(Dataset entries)
--- START ---
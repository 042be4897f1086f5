use argon2::{
    password_hash::{PasswordHash, PasswordHasher, PasswordVerifier, SaltString},
    Algorithm, Argon2, Params, Version,
};
use rand::rngs::OsRng;
use tracing::error;

use crate::config::HashConfig;

pub fn hash_password(plain: &str, cfg: &HashConfig) -> anyhow::Result<String> {
    let salt = SaltString::generate(&mut OsRng);
    let params = Params::new(cfg.memory_kib, cfg.iterations, cfg.parallelism, None)
        .map_err(|e| {
            error!(error = %e, "invalid argon2 params");
            anyhow::anyhow!(e.to_string())
        })?;
    let argon2 = Argon2::new(Algorithm::Argon2id, Version::V0x13, params);
    let hash = argon2
        .hash_password(plain.as_bytes(), &salt)
        .map_err(|e| {
            error!(error = %e, "argon2 hash_password error");
            anyhow::anyhow!(e.to_string())
        })?
        .to_string();
    Ok(hash)
}

pub fn verify_password(plain: &str, hash: &str) -> anyhow::Result<bool> {
    let parsed = PasswordHash::new(hash).map_err(|e| {
        error!(error = %e, "argon2 parse hash error");
        anyhow::anyhow!(e.to_string())
    })?;
    // Params travel inside the encoded hash, so verification does not need
    // the configured cost.
    Ok(Argon2::default()
        .verify_password(plain.as_bytes(), &parsed)
        .is_ok())
}
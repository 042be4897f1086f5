use serde::Deserialize;

/// Argon2id work-factor knobs. The cost directly trades request latency
/// against brute-force resistance, so it is explicit configuration rather
/// than an implicit library default.
#[derive(Debug, Clone, Deserialize)]
pub struct HashConfig {
    pub memory_kib: u32,
    pub iterations: u32,
    pub parallelism: u32,
}

impl Default for HashConfig {
    fn default() -> Self {
        // Argon2id v19 defaults.
        Self {
            memory_kib: 19456,
            iterations: 2,
            parallelism: 1,
        }
    }
}

#[derive(Debug, Clone, Deserialize)]
pub struct AppConfig {
    pub database_url: String,
    pub schema: String,
    pub table: String,
    pub hash: HashConfig,
}

impl AppConfig {
    pub fn from_env() -> anyhow::Result<Self> {
        let database_url = std::env::var("DATABASE_URL")?;
        let schema =
            std::env::var("APP_DB_SCHEMA").unwrap_or_else(|_| "registered_accounts".into());
        let table = std::env::var("APP_DB_TABLE").unwrap_or_else(|_| "registered".into());
        let defaults = HashConfig::default();
        let hash = HashConfig {
            memory_kib: std::env::var("ARGON2_MEMORY_KIB")
                .ok()
                .and_then(|v| v.parse::<u32>().ok())
                .unwrap_or(defaults.memory_kib),
            iterations: std::env::var("ARGON2_ITERATIONS")
                .ok()
                .and_then(|v| v.parse::<u32>().ok())
                .unwrap_or(defaults.iterations),
            parallelism: std::env::var("ARGON2_PARALLELISM")
                .ok()
                .and_then(|v| v.parse::<u32>().ok())
                .unwrap_or(defaults.parallelism),
        };
        Ok(Self {
            database_url,
            schema,
            table,
            hash,
        })
    }
}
--- END ---
An exact copy of all the entries above is what is needed.

repository 042be4897f1086f5
use argon2::{
    password_hash::{PasswordHash, PasswordHasher, PasswordVerifier, SaltString},
    Algorithm, Argon2, Params, Version,
};
use rand::rngs::OsRng;
use tracing::error;

use crate::config::HashConfig;

pub fn hash_password(plain: &str, cfg: &HashConfig) -> anyhow::Result<String> {
    let salt = SaltString::generate(&mut OsRng);
    let params = Params::new(cfg.memory_kib, cfg.iterations, cfg.parallelism, None)
        .map_err(|e| {
            error!(error = %e, "invalid argon2 params");
            anyhow::anyhow!(e.to_string())
        })?;
    let argon2 = Argon2::new(Algorithm::Argon2id, Version::V0x13, params);
    let hash = argon2
        .hash_password(plain.as_bytes(), &salt)
        .map_err(|e| {
            error!(error = %e, "argon2 hash_password error");
            anyhow::anyhow!(e.to_string())
        })?
        .to_string();
    Ok(hash)
}

pub fn verify_password(plain: &str, hash: &str) -> anyhow::Result<bool> {
    let parsed = PasswordHash::new(hash).map_err(|e| {
        error!(error = %e, "argon2 parse hash error");
        anyhow::anyhow!(e.to_string())
    })?;
    // Params travel inside the encoded hash, so verification does not need
    // the configured cost.
    Ok(Argon2::default()
        .verify_password(plain.as_bytes(), &parsed)
        .is_ok())
}
repository 042be4897f1086f5
use serde::Deserialize;

/// Argon2id work-factor knobs. The cost directly trades request latency
/// against brute-force resistance, so it is explicit configuration rather
/// than an implicit library default.
#[derive(Debug, Clone, Deserialize)]
pub struct HashConfig {
    pub memory_kib: u32,
    pub iterations: u32,
    pub parallelism: u32,
}

impl Default for HashConfig {
    fn default() -> Self {
        // Argon2id v19 defaults.
        Self {
            memory_kib: 19456,
            iterations: 2,
            parallelism: 1,
        }
    }
}

#[derive(Debug, Clone, Deserialize)]
pub struct AppConfig {
    pub database_url: String,
    pub schema: String,
    pub table: String,
    pub hash: HashConfig,
}

impl AppConfig {
    pub fn from_env() -> anyhow::Result<Self> {
        let database_url = std::env::var("DATABASE_URL")?;
        let schema =
            std::env::var("APP_DB_SCHEMA").unwrap_or_else(|_| "registered_accounts".into());
        let table = std::env::var("APP_DB_TABLE").unwrap_or_else(|_| "registered".into());
        let defaults = HashConfig::default();
        let hash = HashConfig {
            memory_kib: std::env::var("ARGON2_MEMORY_KIB")
                .ok()
                .and_then(|v| v.parse::<u32>().ok())
                .unwrap_or(defaults.memory_kib),
            iterations: std::env::var("ARGON2_ITERATIONS")
                .ok()
                .and_then(|v| v.parse::<u32>().ok())
                .unwrap_or(defaults.iterations),
            parallelism: std::env::var("ARGON2_PARALLELISM")
                .ok()
                .and_then(|v| v.parse::<u32>().ok())
                .unwrap_or(defaults.parallelism),
        };
        Ok(Self {
            database_url,
            schema,
            table,
            hash,
        })
    }
}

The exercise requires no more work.